Perhaps none of us are raised to think that things are fundamentally okay; perhaps that’s not something that anyone can teach us. I know I’m more fortunate than most. I have tremendous gratitude for my family, and I always knew I was seen, loved, and valued. But I was by no means raised to see the terrible suffering and oppression in the world as anything remotely like okay.
All four of my grandparents were Mennonite missionaries, carrying their biblical values and pacifist agenda from the cornfields of North America to the jungles of Colombia and the pampas of Argentina. There they encountered a vibrant liberation theology that profoundly informed their Christianity. My parents were missionary kids born and raised in Latin America, and though they drifted from the doctrine and community of their parents’ faith, they kept many of the core values and brought them into vigorous engagement in their work for peace and justice. They became Quakers, and their vow to live for the welfare of others was supported and polished.
I was born in Argentina and my brother in Uruguay in the mid-1970s, during the unfolding of the “dirty war.” Amid the violence, disappearances, anxiety, and suspicion, my parents put their faith in the struggle for change. They saw a world ruled by injustice, and for moral people the right response could only be to stand up, to speak out, and to fight hard against oppression.
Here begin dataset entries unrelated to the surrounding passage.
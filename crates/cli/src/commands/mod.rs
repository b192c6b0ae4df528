//! CLI command implementations.

pub mod import;
pub mod migrate;
pub mod template;

use secrecy::SecretString;

/// Connection string for the storefront database, with the generic
/// `DATABASE_URL` as fallback.
fn database_url() -> Result<SecretString, &'static str> {
    std::env::var("STOREFRONT_DATABASE_URL")
        .or_else(|_| std::env::var("DATABASE_URL"))
        .map(SecretString::from)
        .map_err(|_| "STOREFRONT_DATABASE_URL not set")
}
My parents joined in the resistance to the military dictatorships, and many of their friends were imprisoned, tortured, disappeared. The stories of my early childhood include my mother and grandfather visiting police station after police station asking after my detained father, or my mother clogging the toilet with Marxist books she was desperately trying to flush while army patrols swept the neighborhood looking for dissidents. There was love in their world, to be sure, and the deep solidarity of el pueblo unido, but it was candlelight in an abyss. There was only a guiding glimmer of redemption, a Marxist Christian hope that with the struggle of the righteous the tide might somehow turn, and the last—at last—might be first.
The world I inherited was a broken, unjust world—a world unspeakably far from okay.
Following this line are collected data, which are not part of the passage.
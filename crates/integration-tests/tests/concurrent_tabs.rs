//! Two tabs of the same browser profile share one local store with no
//! locking. Last full-array write wins; the accepted outcome is that at
//! least one of two racing writes survives and the persisted JSON stays
//! decodable.

use keyiflibox_integration_tests::TestContext;
use keyiflibox_storefront::local::{LocalStore, keys, schema};
use rust_decimal_macros::dec;
use std::sync::Arc;

#[tokio::test]
async fn test_racing_anonymous_adds_do_not_corrupt_the_array() {
    let tab_a = TestContext::new();
    let tab_b = TestContext::with_backends(Arc::clone(&tab_a.catalog), Arc::clone(&tab_a.local));

    let spa = tab_a.seed_product("Spa Günü", dec!(250)).await;

    tokio::join!(
        tab_a.cart.add_to_cart(&spa.id, 1),
        tab_b.cart.add_to_cart(&spa.id, 1),
    );

    // The array is intact and holds at most one line for the product.
    let raw = tab_a.local.get(keys::CART).await.expect("local read");
    let lines = schema::decode_cart(raw.as_deref());
    assert_eq!(lines.len(), 1);

    // At least one write survived; depending on interleaving both may.
    let quantity = lines.first().expect("line").quantity;
    assert!(
        (1..=2).contains(&quantity),
        "converged quantity {quantity} out of range"
    );
}

#[tokio::test]
async fn test_racing_adds_to_different_products_keep_the_array_decodable() {
    let tab_a = TestContext::new();
    let tab_b = TestContext::with_backends(Arc::clone(&tab_a.catalog), Arc::clone(&tab_a.local));

    let spa = tab_a.seed_product("Spa Günü", dec!(250)).await;
    let rafting = tab_a.seed_product("Rafting", dec!(300)).await;

    tokio::join!(
        tab_a.cart.add_to_cart(&spa.id, 1),
        tab_b.cart.add_to_cart(&rafting.id, 1),
    );

    // Last full write wins: one line is guaranteed, the other only if the
    // interleaving happened to read it back first.
    let raw = tab_a.local.get(keys::CART).await.expect("local read");
    let lines = schema::decode_cart(raw.as_deref());
    assert!(!lines.is_empty());
    assert!(lines.len() <= 2);
}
And who would dare to say otherwise, in the face of endless wars, ecological devastation, starvation, oppression? Who would have the gall to walk through the dining room doors of the world and proclaim, “It’s okay”? Maybe to a healthy young monk in a temple kitchen, but to struggling farmers displaced from their land, their water polluted? To the widowed, the orphaned, the maimed?
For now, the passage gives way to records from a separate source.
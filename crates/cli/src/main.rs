//! KeyifliBox CLI - Database migrations and catalog import tools.
//!
//! # Usage
//!
//! ```bash
//! # Run storefront database migrations
//! keyiflibox-cli migrate
//!
//! # Bulk-import catalog rows from a CSV file
//! keyiflibox-cli import activity activities.csv
//! keyiflibox-cli import product products.csv
//!
//! # Write a sample CSV template for an import kind
//! keyiflibox-cli template product -o /tmp
//! ```
//!
//! # Commands
//!
//! - `migrate` - Run database migrations
//! - `import` - Bulk-import activities, categories, activity types, or
//!   products
//! - `template` - Generate sample CSV templates for the importer

#![cfg_attr(not(test), forbid(unsafe_code))]

use clap::{Parser, Subcommand};

mod commands;

use commands::import::ImportKind;

#[derive(Parser)]
#[command(name = "keyiflibox-cli")]
#[command(author, version, about = "KeyifliBox CLI tools")]
struct Cli {
    #[command(subcommand)]
    command: Commands,
}

#[derive(Subcommand)]
enum Commands {
    /// Run storefront database migrations
    Migrate,
    /// Bulk-import catalog rows from a CSV file
    Import {
        /// What the rows describe
        #[arg(value_enum)]
        kind: ImportKind,

        /// Path to the CSV file
        file: String,
    },
    /// Write a sample CSV template for an import kind
    Template {
        /// What the template describes
        #[arg(value_enum)]
        kind: ImportKind,

        /// Directory to write the template into
        #[arg(short, long, default_value = ".")]
        output: String,
    },
}

#[tokio::main]
async fn main() {
    // Initialize tracing
    tracing_subscriber::fmt::init();

    let cli = Cli::parse();

    let result: Result<(), Box<dyn std::error::Error>> = run(cli).await;

    if let Err(e) = result {
        tracing::error!("Command failed: {e}");
        std::process::exit(1);
    }
}

async fn run(cli: Cli) -> Result<(), Box<dyn std::error::Error>> {
    match cli.command {
        Commands::Migrate => commands::migrate::run().await?,
        Commands::Import { kind, file } => commands::import::run(kind, &file).await?,
        Commands::Template { kind, output } => commands::template::run(kind, &output)?,
    }
    Ok(())
}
And yet to ground our compassion we must find precisely that gall. In the dharma I found the invitation to say with full confidence—sometimes silently and sometimes aloud—that no matter what, it’s okay. I depend on passionate activists like my parents to help keep my okay from becoming lazy or complacent, but I have no doubt that the bedrock of my bodhisattva activity must be “it’s okay.”
Not from desperate brokenness, but from the clarity and ease of “it’s okay” may we bear witness to the suffering of the world and wholeheartedly work to heal it.